==== SUPPLIED DATA ====
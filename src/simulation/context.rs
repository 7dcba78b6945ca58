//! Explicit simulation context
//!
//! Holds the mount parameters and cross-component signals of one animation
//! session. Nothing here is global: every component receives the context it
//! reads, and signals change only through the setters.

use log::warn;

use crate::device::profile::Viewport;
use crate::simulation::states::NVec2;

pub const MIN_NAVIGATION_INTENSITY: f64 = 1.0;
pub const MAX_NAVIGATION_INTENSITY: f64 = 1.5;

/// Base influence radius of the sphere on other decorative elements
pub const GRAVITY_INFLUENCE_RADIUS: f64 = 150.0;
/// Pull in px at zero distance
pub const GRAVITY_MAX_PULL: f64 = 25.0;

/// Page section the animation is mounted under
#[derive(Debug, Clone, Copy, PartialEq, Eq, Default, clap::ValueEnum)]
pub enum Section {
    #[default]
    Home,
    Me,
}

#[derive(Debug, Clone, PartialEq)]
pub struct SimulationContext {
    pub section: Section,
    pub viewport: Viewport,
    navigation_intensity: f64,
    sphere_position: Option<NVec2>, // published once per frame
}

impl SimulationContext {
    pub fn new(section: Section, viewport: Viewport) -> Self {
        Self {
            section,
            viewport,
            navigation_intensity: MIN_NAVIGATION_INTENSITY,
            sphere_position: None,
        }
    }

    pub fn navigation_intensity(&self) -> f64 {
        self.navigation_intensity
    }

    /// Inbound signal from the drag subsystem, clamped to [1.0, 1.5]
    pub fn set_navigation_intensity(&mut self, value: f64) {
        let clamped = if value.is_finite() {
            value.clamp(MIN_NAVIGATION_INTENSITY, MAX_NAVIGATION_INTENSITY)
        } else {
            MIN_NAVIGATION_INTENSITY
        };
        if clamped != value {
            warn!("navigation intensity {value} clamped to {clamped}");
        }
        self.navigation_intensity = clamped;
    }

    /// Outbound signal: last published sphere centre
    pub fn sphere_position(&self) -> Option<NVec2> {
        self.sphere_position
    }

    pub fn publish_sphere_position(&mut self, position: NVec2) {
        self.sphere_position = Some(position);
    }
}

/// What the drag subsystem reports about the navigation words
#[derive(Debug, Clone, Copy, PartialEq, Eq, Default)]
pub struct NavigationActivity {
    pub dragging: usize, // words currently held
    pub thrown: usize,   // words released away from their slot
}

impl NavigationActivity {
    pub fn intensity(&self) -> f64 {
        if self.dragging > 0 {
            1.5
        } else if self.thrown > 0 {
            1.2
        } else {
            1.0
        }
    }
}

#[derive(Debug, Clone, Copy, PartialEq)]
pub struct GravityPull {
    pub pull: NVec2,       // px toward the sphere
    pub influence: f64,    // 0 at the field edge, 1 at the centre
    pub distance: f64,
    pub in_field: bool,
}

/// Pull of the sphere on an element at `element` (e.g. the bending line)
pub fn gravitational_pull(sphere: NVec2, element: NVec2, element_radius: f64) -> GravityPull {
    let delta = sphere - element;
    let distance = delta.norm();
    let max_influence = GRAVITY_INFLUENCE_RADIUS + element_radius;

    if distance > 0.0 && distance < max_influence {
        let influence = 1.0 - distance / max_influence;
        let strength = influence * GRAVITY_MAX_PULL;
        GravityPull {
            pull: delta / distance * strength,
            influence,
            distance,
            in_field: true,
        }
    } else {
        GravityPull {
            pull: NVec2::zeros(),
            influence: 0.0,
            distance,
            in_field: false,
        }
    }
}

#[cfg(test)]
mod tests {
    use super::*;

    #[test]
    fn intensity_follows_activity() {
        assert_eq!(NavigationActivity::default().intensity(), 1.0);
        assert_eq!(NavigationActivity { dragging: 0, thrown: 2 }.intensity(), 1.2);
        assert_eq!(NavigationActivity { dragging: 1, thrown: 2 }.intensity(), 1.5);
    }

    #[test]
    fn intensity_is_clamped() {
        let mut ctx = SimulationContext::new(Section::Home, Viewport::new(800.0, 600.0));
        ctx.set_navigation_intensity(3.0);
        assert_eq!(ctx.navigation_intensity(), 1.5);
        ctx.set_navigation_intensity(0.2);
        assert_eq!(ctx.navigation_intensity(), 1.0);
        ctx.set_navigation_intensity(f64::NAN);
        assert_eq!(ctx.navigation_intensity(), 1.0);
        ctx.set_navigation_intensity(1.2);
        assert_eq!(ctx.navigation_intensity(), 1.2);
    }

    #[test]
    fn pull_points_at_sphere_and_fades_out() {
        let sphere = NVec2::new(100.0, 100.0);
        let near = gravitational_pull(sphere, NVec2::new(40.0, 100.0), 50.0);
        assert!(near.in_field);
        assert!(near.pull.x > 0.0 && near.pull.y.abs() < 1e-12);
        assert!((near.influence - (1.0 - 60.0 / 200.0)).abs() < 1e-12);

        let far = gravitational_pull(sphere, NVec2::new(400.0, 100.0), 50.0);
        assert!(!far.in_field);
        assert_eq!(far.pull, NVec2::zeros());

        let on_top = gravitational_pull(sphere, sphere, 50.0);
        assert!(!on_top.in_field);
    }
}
====
HOW TO COMPLETE THIS TASK:
Take the lines above from the one containing "#[derive(Debug, Clone, Copy, PartialEq)]" down to the one containing "assert!((near.influence - (1.0", and transcribe them exactly, both ends included.

RESPONSE AREA:
#[derive(Debug, Clone, Copy, PartialEq)]
pub struct GravityPull {
    pub pull: NVec2,       // px toward the sphere
    pub influence: f64,    // 0 at the field edge, 1 at the centre
    pub distance: f64,
    pub in_field: bool,
}

/// Pull of the sphere on an element at `element` (e.g. the bending line)
pub fn gravitational_pull(sphere: NVec2, element: NVec2, element_radius: f64) -> GravityPull {
    let delta = sphere - element;
    let distance = delta.norm();
    let max_influence = GRAVITY_INFLUENCE_RADIUS + element_radius;

    if distance > 0.0 && distance < max_influence {
        let influence = 1.0 - distance / max_influence;
        let strength = influence * GRAVITY_MAX_PULL;
        GravityPull {
            pull: delta / distance * strength,
            influence,
            distance,
            in_field: true,
        }
    } else {
        GravityPull {
            pull: NVec2::zeros(),
            influence: 0.0,
            distance,
            in_field: false,
        }
    }
}

#[cfg(test)]
mod tests {
    use super::*;

    #[test]
    fn intensity_follows_activity() {
        assert_eq!(NavigationActivity::default().intensity(), 1.0);
        assert_eq!(NavigationActivity { dragging: 0, thrown: 2 }.intensity(), 1.2);
        assert_eq!(NavigationActivity { dragging: 1, thrown: 2 }.intensity(), 1.5);
    }

    #[test]
    fn intensity_is_clamped() {
        let mut ctx = SimulationContext::new(Section::Home, Viewport::new(800.0, 600.0));
        ctx.set_navigation_intensity(3.0);
        assert_eq!(ctx.navigation_intensity(), 1.5);
        ctx.set_navigation_intensity(0.2);
        assert_eq!(ctx.navigation_intensity(), 1.0);
        ctx.set_navigation_intensity(f64::NAN);
        assert_eq!(ctx.navigation_intensity(), 1.0);
        ctx.set_navigation_intensity(1.2);
        assert_eq!(ctx.navigation_intensity(), 1.2);
    }

    #[test]
    fn pull_points_at_sphere_and_fades_out() {
        let sphere = NVec2::new(100.0, 100.0);
        let near = gravitational_pull(sphere, NVec2::new(40.0, 100.0), 50.0);
        assert!(near.in_field);
        assert!(near.pull.x > 0.0 && near.pull.y.abs() < 1e-12);
        assert!((near.influence - (1.0 - 60.0 / 200.0)).abs() < 1e-12);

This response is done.